TASK TO COMPLETE:
Repeat the lines below exactly as written, please, from the line with "use tenderhub_core::repository::DecisionRepository;" to the line with "impl<C: Connection> DecisionRepository", both lines included, and no others.

BEGIN PROVIDED RECORDS

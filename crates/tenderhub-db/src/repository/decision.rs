//! SurrealDB implementation of [`DecisionRepository`] (append-only).

use chrono::{DateTime, Utc};
use surrealdb::{Connection, Surreal};
use surrealdb_types::SurrealValue;
use tenderhub_core::error::TenderHubResult;
use tenderhub_core::models::decision::{CreateDecision, Decision, DecisionKind};
use tenderhub_core::repository::DecisionRepository;
use tenderhub_core::status::StringEnum;
use uuid::Uuid;

use super::{CountRow, parse_enum, parse_uuid};
use crate::error::DbError;

#[derive(Debug, SurrealValue)]
struct DecisionRow {
    offer_id: String,
    user_id: String,
    decision: String,
    created_at: DateTime<Utc>,
}

#[derive(Debug, SurrealValue)]
struct DecisionRowWithId {
    record_id: String,
    offer_id: String,
    user_id: String,
    decision: String,
    created_at: DateTime<Utc>,
}

impl DecisionRow {
    fn into_decision(self, id: Uuid) -> Result<Decision, DbError> {
        Ok(Decision {
            id,
            offer_id: parse_uuid(&self.offer_id, "offer")?,
            user_id: parse_uuid(&self.user_id, "user")?,
            decision: parse_enum(&self.decision)?,
            created_at: self.created_at,
        })
    }
}

/// SurrealDB implementation of the Decision repository.
#[derive(Clone)]
pub struct SurrealDecisionRepository<C: Connection> {
    db: Surreal<C>,
}

impl<C: Connection> SurrealDecisionRepository<C> {
    pub fn new(db: Surreal<C>) -> Self {
        Self { db }
    }
}

impl<C: Connection> DecisionRepository for SurrealDecisionRepository<C> {
    async fn record(&self, input: CreateDecision) -> TenderHubResult<Decision> {
        // Time-ordered so rows sharing a timestamp still list in insertion order.
        let id = Uuid::now_v7();
        let id_str = id.to_string();

        let result = self
            .db
            .query(
                "CREATE type::record('decision', $id) SET \
                 offer_id = $offer_id, user_id = $user_id, \
                 decision = $decision",
            )
            .bind(("id", id_str.clone()))
            .bind(("offer_id", input.offer_id.to_string()))
            .bind(("user_id", input.user_id.to_string()))
            .bind(("decision", input.decision.as_str()))
            .await
            .map_err(DbError::from)?;

        let mut result = result
            .check()
            .map_err(|e| DbError::Query(e.to_string()))?;

        let rows: Vec<DecisionRow> = result.take(0).map_err(DbError::from)?;
        let row = rows.into_iter().next().ok_or_else(|| DbError::NotFound {
            entity: "decision".into(),
            id: id_str,
        })?;

        Ok(row.into_decision(id)?)
    }

    async fn approval_count(&self, offer_id: Uuid) -> TenderHubResult<u64> {
        let mut result = self
            .db
            .query(
                "SELECT count() AS total FROM decision \
                 WHERE offer_id = $offer_id AND decision = $decision \
                 GROUP ALL",
            )
            .bind(("offer_id", offer_id.to_string()))
            .bind(("decision", DecisionKind::Approved.as_str()))
            .await
            .map_err(DbError::from)?;

        let rows: Vec<CountRow> = result.take(0).map_err(DbError::from)?;
        Ok(rows.first().map(|r| r.total).unwrap_or(0))
    }

    async fn list_by_offer(&self, offer_id: Uuid) -> TenderHubResult<Vec<Decision>> {
        let mut result = self
            .db
            .query(
                "SELECT meta::id(id) AS record_id, * FROM decision \
                 WHERE offer_id = $offer_id \
                 ORDER BY created_at ASC, id ASC",
            )
            .bind(("offer_id", offer_id.to_string()))
            .await
            .map_err(DbError::from)?;

        let rows: Vec<DecisionRowWithId> = result.take(0).map_err(DbError::from)?;

        let decisions = rows
            .into_iter()
            .map(|row| {
                let id = parse_uuid(&row.record_id, "decision")?;
                DecisionRow {
                    offer_id: row.offer_id,
                    user_id: row.user_id,
                    decision: row.decision,
                    created_at: row.created_at,
                }
                .into_decision(id)
            })
            .collect::<Result<Vec<_>, DbError>>()?;

        Ok(decisions)
    }
}
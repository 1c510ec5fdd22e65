//! Approval decision domain model.

use chrono::{DateTime, Utc};
use serde::{Deserialize, Serialize};
use uuid::Uuid;

use crate::status::StringEnum;

#[derive(Debug, Clone, Copy, Serialize, Deserialize, PartialEq, Eq)]
pub enum DecisionKind {
    Approved,
    Rejected,
}

impl StringEnum for DecisionKind {
    const FIELD: &'static str = "decision";
    const ALL: &'static [Self] = &[Self::Approved, Self::Rejected];

    fn as_str(&self) -> &'static str {
        match self {
            DecisionKind::Approved => "Approved",
            DecisionKind::Rejected => "Rejected",
        }
    }
}

/// One responsible user's vote on a bid.
#[derive(Debug, Clone, Serialize, Deserialize)]
pub struct Decision {
    pub id: Uuid,
    pub offer_id: Uuid,
    pub user_id: Uuid,
    pub decision: DecisionKind,
    pub created_at: DateTime<Utc>,
}

#[derive(Debug, Clone, Serialize, Deserialize)]
pub struct CreateDecision {
    pub offer_id: Uuid,
    pub user_id: Uuid,
    pub decision: DecisionKind,
}
//! SurrealDB implementation of [`OrganizationRepository`].
//!
//! Responsibility is stored as a `responsible_for` edge from a user to
//! an organization.

use chrono::{DateTime, Utc};
use surrealdb::{Connection, Surreal};
use surrealdb_types::SurrealValue;
use tenderhub_core::error::TenderHubResult;
use tenderhub_core::models::organization::{CreateOrganization, Organization};
use tenderhub_core::repository::OrganizationRepository;
use tracing::debug;
use uuid::Uuid;

use super::{CountRow, parse_uuid};
use crate::error::DbError;

#[derive(Debug, SurrealValue)]
struct OrganizationRow {
    name: String,
    description: String,
    created_at: DateTime<Utc>,
    updated_at: DateTime<Utc>,
}

impl OrganizationRow {
    fn into_organization(self, id: Uuid) -> Organization {
        Organization {
            id,
            name: self.name,
            description: self.description,
            created_at: self.created_at,
            updated_at: self.updated_at,
        }
    }
}

/// Target of a `responsible_for` edge.
#[derive(Debug, SurrealValue)]
struct ResponsibilityRow {
    organization_id: String,
    #[allow(dead_code)]
    created_at: DateTime<Utc>,
}

/// SurrealDB implementation of the Organization repository.
#[derive(Clone)]
pub struct SurrealOrganizationRepository<C: Connection> {
    db: Surreal<C>,
}

impl<C: Connection> SurrealOrganizationRepository<C> {
    pub fn new(db: Surreal<C>) -> Self {
        Self { db }
    }

    async fn edge_count(&self, organization_id: Uuid, user_id: Uuid) -> Result<u64, DbError> {
        let mut result = self
            .db
            .query(
                "SELECT count() AS total FROM responsible_for \
                 WHERE in = type::record('user', $user_id) \
                 AND out = type::record('organization', $org_id) GROUP ALL",
            )
            .bind(("user_id", user_id.to_string()))
            .bind(("org_id", organization_id.to_string()))
            .await?;

        let rows: Vec<CountRow> = result.take(0)?;
        Ok(rows.first().map(|r| r.total).unwrap_or(0))
    }
}

impl<C: Connection> OrganizationRepository for SurrealOrganizationRepository<C> {
    async fn create(&self, input: CreateOrganization) -> TenderHubResult<Organization> {
        let id = Uuid::new_v4();
        let id_str = id.to_string();

        let result = self
            .db
            .query(
                "CREATE type::record('organization', $id) SET \
                 name = $name, description = $description",
            )
            .bind(("id", id_str.clone()))
            .bind(("name", input.name))
            .bind(("description", input.description))
            .await
            .map_err(DbError::from)?;

        let mut result = result
            .check()
            .map_err(|e| DbError::Query(e.to_string()))?;

        let rows: Vec<OrganizationRow> = result.take(0).map_err(DbError::from)?;
        let row = rows.into_iter().next().ok_or_else(|| DbError::NotFound {
            entity: "organization".into(),
            id: id_str,
        })?;

        Ok(row.into_organization(id))
    }

    async fn get_by_id(&self, id: Uuid) -> TenderHubResult<Organization> {
        let id_str = id.to_string();

        let mut result = self
            .db
            .query("SELECT * FROM type::record('organization', $id)")
            .bind(("id", id_str.clone()))
            .await
            .map_err(DbError::from)?;

        let rows: Vec<OrganizationRow> = result.take(0).map_err(DbError::from)?;
        let row = rows.into_iter().next().ok_or_else(|| DbError::NotFound {
            entity: "organization".into(),
            id: id_str,
        })?;

        Ok(row.into_organization(id))
    }

    async fn add_responsible(&self, organization_id: Uuid, user_id: Uuid) -> TenderHubResult<()> {
        let user_id_str = user_id.to_string();
        let org_id_str = organization_id.to_string();

        // Verify both ends exist before relating them.
        let mut check = self
            .db
            .query(
                "SELECT count() AS total FROM user \
                 WHERE id = type::record('user', $user_id) GROUP ALL; \
                 SELECT count() AS total FROM organization \
                 WHERE id = type::record('organization', $org_id) GROUP ALL;",
            )
            .bind(("user_id", user_id_str.clone()))
            .bind(("org_id", org_id_str.clone()))
            .await
            .map_err(DbError::from)?;

        let user_count: Vec<CountRow> = check.take(0).map_err(DbError::from)?;
        if user_count.first().map(|r| r.total).unwrap_or(0) == 0 {
            return Err(DbError::NotFound {
                entity: "user".into(),
                id: user_id_str,
            }
            .into());
        }

        let org_count: Vec<CountRow> = check.take(1).map_err(DbError::from)?;
        if org_count.first().map(|r| r.total).unwrap_or(0) == 0 {
            return Err(DbError::NotFound {
                entity: "organization".into(),
                id: org_id_str,
            }
            .into());
        }

        if self.edge_count(organization_id, user_id).await? > 0 {
            debug!(%organization_id, %user_id, "Responsibility already registered");
            return Ok(());
        }

        let query = format!(
            "RELATE user:`{user_id_str}` -> responsible_for -> organization:`{org_id_str}`;"
        );

        self.db
            .query(query)
            .await
            .map_err(DbError::from)?
            .check()
            .map_err(|e| DbError::Query(e.to_string()))?;

        Ok(())
    }

    async fn is_responsible(&self, organization_id: Uuid, user_id: Uuid) -> TenderHubResult<bool> {
        Ok(self.edge_count(organization_id, user_id).await? > 0)
    }

    async fn organization_of(&self, user_id: Uuid) -> TenderHubResult<Uuid> {
        let user_id_str = user_id.to_string();

        let mut result = self
            .db
            .query(
                "SELECT meta::id(out) AS organization_id, created_at \
                 FROM responsible_for \
                 WHERE in = type::record('user', $user_id) \
                 ORDER BY created_at ASC LIMIT 1",
            )
            .bind(("user_id", user_id_str.clone()))
            .await
            .map_err(DbError::from)?;

        let rows: Vec<ResponsibilityRow> = result.take(0).map_err(DbError::from)?;
        let row = rows.into_iter().next().ok_or_else(|| DbError::NotFound {
            entity: "organization".into(),
            id: format!("responsible_user={user_id_str}"),
        })?;

        Ok(parse_uuid(&row.organization_id, "organization")?)
    }

    async fn responsible_count(&self, organization_id: Uuid) -> TenderHubResult<u64> {
        let mut result = self
            .db
            .query(
                "SELECT count() AS total FROM responsible_for \
                 WHERE out = type::record('organization', $org_id) GROUP ALL",
            )
            .bind(("org_id", organization_id.to_string()))
            .await
            .map_err(DbError::from)?;

        let rows: Vec<CountRow> = result.take(0).map_err(DbError::from)?;
        Ok(rows.first().map(|r| r.total).unwrap_or(0))
    }
}
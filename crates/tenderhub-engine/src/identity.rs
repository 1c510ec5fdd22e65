//! Identity administration: users, organizations, and responsibility.
//!
//! These operations seed the system and carry no authorization of
//! their own.

use tenderhub_core::error::TenderHubResult;
use tenderhub_core::models::organization::CreateOrganization;
use tenderhub_core::models::user::CreateUser;
use tenderhub_core::repository::{OrganizationRepository, UserRepository};
use tracing::info;
use uuid::Uuid;

use crate::error::LogUnknown;
use crate::requests::{CreateOrganizationRequest, CreateUserRequest, require};
use crate::views::{OrganizationView, UserView};

pub struct IdentityService<U: UserRepository, O: OrganizationRepository> {
    users: U,
    organizations: O,
}

impl<U: UserRepository, O: OrganizationRepository> IdentityService<U, O> {
    pub fn new(users: U, organizations: O) -> Self {
        Self {
            users,
            organizations,
        }
    }

    pub async fn create_user(&self, request: CreateUserRequest) -> TenderHubResult<UserView> {
        let result: TenderHubResult<UserView> = async {
            require("username", &request.username)?;
            let user = self
                .users
                .create(CreateUser {
                    username: request.username,
                    first_name: request.first_name,
                    last_name: request.last_name,
                })
                .await?;
            info!(user_id = %user.id, username = %user.username, "User created");
            Ok(user.into())
        }
        .await;
        result.log_unknown("create_user")
    }

    pub async fn create_organization(
        &self,
        request: CreateOrganizationRequest,
    ) -> TenderHubResult<OrganizationView> {
        let result: TenderHubResult<OrganizationView> = async {
            require("name", &request.name)?;
            let organization = self
                .organizations
                .create(CreateOrganization {
                    name: request.name,
                    description: request.description,
                })
                .await?;
            info!(organization_id = %organization.id, "Organization created");
            Ok(organization.into())
        }
        .await;
        result.log_unknown("create_organization")
    }

    pub async fn add_responsible(&self, organization_id: Uuid, user_id: Uuid) -> TenderHubResult<()> {
        self.organizations
            .add_responsible(organization_id, user_id)
            .await
            .log_unknown("add_responsible")?;
        info!(%organization_id, %user_id, "Responsible user registered");
        Ok(())
    }
}
//! TenderHub Engine — the tender and bid lifecycle: authorization,
//! versioned edits and rollbacks, status transitions, approval tally,
//! and the review ledger.
//!
//! Services are generic over the repository traits of `tenderhub-core`,
//! so the engine has no dependency on the database crate.

pub mod bid;
pub mod config;
pub mod decision;
mod error;
pub mod gate;
pub mod identity;
pub mod requests;
pub mod review;
pub mod tender;
mod versioning;
pub mod views;

pub use bid::BidService;
pub use config::EngineConfig;
pub use decision::DecisionService;
pub use gate::AuthorizationGate;
pub use identity::IdentityService;
pub use review::ReviewService;
pub use tender::TenderService;
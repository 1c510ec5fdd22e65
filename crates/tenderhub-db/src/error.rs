//! Database-specific error types and conversions.

use tenderhub_core::error::TenderHubError;

/// Database-layer error type.
#[derive(Debug, thiserror::Error)]
pub enum DbError {
    #[error("SurrealDB error: {0}")]
    Surreal(#[from] surrealdb::Error),

    #[error("Migration failed: {0}")]
    Migration(String),

    #[error("Query failed: {0}")]
    Query(String),

    #[error("Malformed record: {0}")]
    Decode(String),

    #[error("Record not found: {entity} with id {id}")]
    NotFound { entity: String, id: String },

    #[error("History not found: {entity} {id} version {version}")]
    HistoryNotFound {
        entity: String,
        id: String,
        version: u32,
    },
}

impl From<DbError> for TenderHubError {
    fn from(err: DbError) -> Self {
        match err {
            DbError::NotFound { entity, id } => TenderHubError::NotFound { entity, id },
            DbError::HistoryNotFound {
                entity,
                id,
                version,
            } => TenderHubError::HistoryNotFound {
                entity,
                id,
                version,
            },
            other => TenderHubError::Database(other.to_string()),
        }
    }
}
//! SurrealDB implementation of [`TenderRepository`].

use chrono::{DateTime, Utc};
use surrealdb::{Connection, Surreal};
use surrealdb_types::SurrealValue;
use tenderhub_core::error::TenderHubResult;
use tenderhub_core::models::tender::{
    CreateTender, Tender, TenderFilter, TenderPatch, TenderSnapshot, TenderStatus,
};
use tenderhub_core::repository::{Pagination, TenderRepository, VersionedRepository};
use tenderhub_core::status::StringEnum;
use tenderhub_core::versioning::{DocumentPatch, INITIAL_VERSION};
use uuid::Uuid;

use super::versioned::{CurrentRevision, HistoryTable, snapshot_then_update};
use super::{parse_enum, parse_uuid};
use crate::error::DbError;

const TENDER_HISTORY: HistoryTable = HistoryTable {
    document: "tender",
    history: "tender_history",
    key_field: "tender_id",
};

/// DB-side row struct for queries where the UUID is already known.
#[derive(Debug, SurrealValue)]
struct TenderRow {
    organization_id: String,
    creator_id: String,
    status: String,
    version: u32,
    service_type: String,
    name: String,
    description: String,
    created_at: DateTime<Utc>,
    updated_at: DateTime<Utc>,
}

impl TenderRow {
    fn into_tender(self, id: Uuid) -> Result<Tender, DbError> {
        Ok(Tender {
            id,
            organization_id: parse_uuid(&self.organization_id, "organization")?,
            creator_id: parse_uuid(&self.creator_id, "creator")?,
            status: parse_enum(&self.status)?,
            version: self.version,
            service_type: self.service_type,
            name: self.name,
            description: self.description,
            created_at: self.created_at,
            updated_at: self.updated_at,
        })
    }
}

/// DB-side row struct that includes the record ID via `meta::id(id)`.
#[derive(Debug, SurrealValue)]
struct TenderRowWithId {
    record_id: String,
    organization_id: String,
    creator_id: String,
    status: String,
    version: u32,
    service_type: String,
    name: String,
    description: String,
    created_at: DateTime<Utc>,
    updated_at: DateTime<Utc>,
}

impl TenderRowWithId {
    fn try_into_tender(self) -> Result<Tender, DbError> {
        let id = parse_uuid(&self.record_id, "tender")?;
        TenderRow {
            organization_id: self.organization_id,
            creator_id: self.creator_id,
            status: self.status,
            version: self.version,
            service_type: self.service_type,
            name: self.name,
            description: self.description,
            created_at: self.created_at,
            updated_at: self.updated_at,
        }
        .into_tender(id)
    }
}

#[derive(Debug, SurrealValue)]
struct TenderHistoryRow {
    tender_id: String,
    creator_id: String,
    service_type: String,
    name: String,
    description: String,
    version: u32,
}

/// SurrealDB implementation of the Tender repository.
#[derive(Clone)]
pub struct SurrealTenderRepository<C: Connection> {
    db: Surreal<C>,
}

impl<C: Connection> SurrealTenderRepository<C> {
    pub fn new(db: Surreal<C>) -> Self {
        Self { db }
    }

    async fn fetch(&self, id: Uuid) -> Result<Tender, DbError> {
        let id_str = id.to_string();

        let mut result = self
            .db
            .query("SELECT * FROM type::record('tender', $id)")
            .bind(("id", id_str.clone()))
            .await?;

        let rows: Vec<TenderRow> = result.take(0)?;
        let row = rows.into_iter().next().ok_or_else(|| DbError::NotFound {
            entity: "tender".into(),
            id: id_str,
        })?;

        row.into_tender(id)
    }
}

fn into_tenders(rows: Vec<TenderRowWithId>) -> Result<Vec<Tender>, DbError> {
    rows.into_iter()
        .map(|row| row.try_into_tender())
        .collect::<Result<Vec<_>, DbError>>()
}

impl<C: Connection> VersionedRepository<Tender> for SurrealTenderRepository<C> {
    async fn edit(&self, id: Uuid, patch: TenderPatch) -> TenderHubResult<Tender> {
        let current = self.fetch(id).await?;
        let changes = patch.changes();
        if changes.is_empty() {
            return Ok(current);
        }

        let revision = CurrentRevision {
            creator_id: current.creator_id.to_string(),
            version: current.version,
            fields: vec![
                ("name", current.name),
                ("description", current.description),
                ("service_type", current.service_type),
            ],
        };
        snapshot_then_update(&self.db, &TENDER_HISTORY, &id.to_string(), revision, changes)
            .await?;

        Ok(self.fetch(id).await?)
    }

    async fn get_history(&self, id: Uuid, version: u32) -> TenderHubResult<TenderSnapshot> {
        let id_str = id.to_string();

        let mut result = self
            .db
            .query(
                "SELECT * FROM tender_history \
                 WHERE tender_id = $id AND version = $version LIMIT 1",
            )
            .bind(("id", id_str.clone()))
            .bind(("version", version))
            .await
            .map_err(DbError::from)?;

        let rows: Vec<TenderHistoryRow> = result.take(0).map_err(DbError::from)?;
        let row = rows
            .into_iter()
            .next()
            .ok_or_else(|| DbError::HistoryNotFound {
                entity: "tender".into(),
                id: id_str,
                version,
            })?;

        Ok(TenderSnapshot {
            tender_id: parse_uuid(&row.tender_id, "tender")?,
            creator_id: parse_uuid(&row.creator_id, "creator")?,
            service_type: row.service_type,
            name: row.name,
            description: row.description,
            version: row.version,
        })
    }
}

impl<C: Connection> TenderRepository for SurrealTenderRepository<C> {
    async fn create(&self, input: CreateTender) -> TenderHubResult<Tender> {
        let id = Uuid::new_v4();
        let id_str = id.to_string();

        let result = self
            .db
            .query(
                "CREATE type::record('tender', $id) SET \
                 organization_id = $organization_id, \
                 creator_id = $creator_id, \
                 status = $status, version = $version, \
                 service_type = $service_type, \
                 name = $name, description = $description",
            )
            .bind(("id", id_str.clone()))
            .bind(("organization_id", input.organization_id.to_string()))
            .bind(("creator_id", input.creator_id.to_string()))
            .bind(("status", input.status.as_str()))
            .bind(("version", INITIAL_VERSION))
            .bind(("service_type", input.service_type))
            .bind(("name", input.name))
            .bind(("description", input.description))
            .await
            .map_err(DbError::from)?;

        let mut result = result
            .check()
            .map_err(|e| DbError::Query(e.to_string()))?;

        let rows: Vec<TenderRow> = result.take(0).map_err(DbError::from)?;
        let row = rows.into_iter().next().ok_or_else(|| DbError::NotFound {
            entity: "tender".into(),
            id: id_str,
        })?;

        Ok(row.into_tender(id)?)
    }

    async fn get_by_id(&self, id: Uuid) -> TenderHubResult<Tender> {
        Ok(self.fetch(id).await?)
    }

    async fn list_published(
        &self,
        filter: TenderFilter,
        pagination: Pagination,
    ) -> TenderHubResult<Vec<Tender>> {
        let mut result = self
            .db
            .query(
                "SELECT meta::id(id) AS record_id, * FROM tender \
                 WHERE status = $status \
                 AND (array::len($service_types) = 0 \
                      OR service_type IN $service_types) \
                 ORDER BY name ASC \
                 LIMIT $limit START $offset",
            )
            .bind(("status", TenderStatus::Published.as_str()))
            .bind(("service_types", filter.service_types))
            .bind(("limit", pagination.limit))
            .bind(("offset", pagination.offset))
            .await
            .map_err(DbError::from)?;

        let rows: Vec<TenderRowWithId> = result.take(0).map_err(DbError::from)?;
        Ok(into_tenders(rows)?)
    }

    async fn list_by_creator(
        &self,
        creator_id: Uuid,
        pagination: Pagination,
    ) -> TenderHubResult<Vec<Tender>> {
        let mut result = self
            .db
            .query(
                "SELECT meta::id(id) AS record_id, * FROM tender \
                 WHERE creator_id = $creator_id \
                 ORDER BY name ASC \
                 LIMIT $limit START $offset",
            )
            .bind(("creator_id", creator_id.to_string()))
            .bind(("limit", pagination.limit))
            .bind(("offset", pagination.offset))
            .await
            .map_err(DbError::from)?;

        let rows: Vec<TenderRowWithId> = result.take(0).map_err(DbError::from)?;
        Ok(into_tenders(rows)?)
    }

    async fn set_status(&self, id: Uuid, status: TenderStatus) -> TenderHubResult<Tender> {
        let id_str = id.to_string();

        let result = self
            .db
            .query(
                "UPDATE type::record('tender', $id) SET \
                 status = $status, updated_at = time::now()",
            )
            .bind(("id", id_str.clone()))
            .bind(("status", status.as_str()))
            .await
            .map_err(DbError::from)?;

        let mut result = result
            .check()
            .map_err(|e| DbError::Query(e.to_string()))?;

        let rows: Vec<TenderRow> = result.take(0).map_err(DbError::from)?;
        let row = rows.into_iter().next().ok_or_else(|| DbError::NotFound {
            entity: "tender".into(),
            id: id_str,
        })?;

        Ok(row.into_tender(id)?)
    }
}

END PROVIDED RECORDS

RESULT FOR THIS TASK:
use tenderhub_core::repository::DecisionRepository;
use tenderhub_core::status::StringEnum;
use uuid::Uuid;

use super::{CountRow, parse_enum, parse_uuid};
use crate::error::DbError;

#[derive(Debug, SurrealValue)]
struct DecisionRow {
    offer_id: String,
    user_id: String,
    decision: String,
    created_at: DateTime<Utc>,
}

#[derive(Debug, SurrealValue)]
struct DecisionRowWithId {
    record_id: String,
    offer_id: String,
    user_id: String,
    decision: String,
    created_at: DateTime<Utc>,
}

impl DecisionRow {
    fn into_decision(self, id: Uuid) -> Result<Decision, DbError> {
        Ok(Decision {
            id,
            offer_id: parse_uuid(&self.offer_id, "offer")?,
            user_id: parse_uuid(&self.user_id, "user")?,
            decision: parse_enum(&self.decision)?,
            created_at: self.created_at,
        })
    }
}

/// SurrealDB implementation of the Decision repository.
#[derive(Clone)]
pub struct SurrealDecisionRepository<C: Connection> {
    db: Surreal<C>,
}

impl<C: Connection> SurrealDecisionRepository<C> {
    pub fn new(db: Surreal<C>) -> Self {
        Self { db }
    }
}

impl<C: Connection> DecisionRepository for SurrealDecisionRepository<C> {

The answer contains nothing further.